Items listed in a dataset:
/---

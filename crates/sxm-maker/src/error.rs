//! Maker error types.

use sxm_core::OrderSide;
use sxm_gateway::GatewayError;
use thiserror::Error;

#[derive(Debug, Error)]
pub enum MakerError {
    #[error("Invalid configuration: {0}")]
    Config(String),

    #[error("Initialization failed: {0}")]
    Init(#[source] GatewayError),

    #[error("{0} slot already holds an order")]
    SlotOccupied(OrderSide),
}

pub type MakerResult<T> = Result<T, MakerError>;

\---

* **What is required**
Look through the entries and return every line where "GatewayError" appears.

* **Solution to this exercise**
use sxm_gateway::GatewayError;
    Init(#[source] GatewayError),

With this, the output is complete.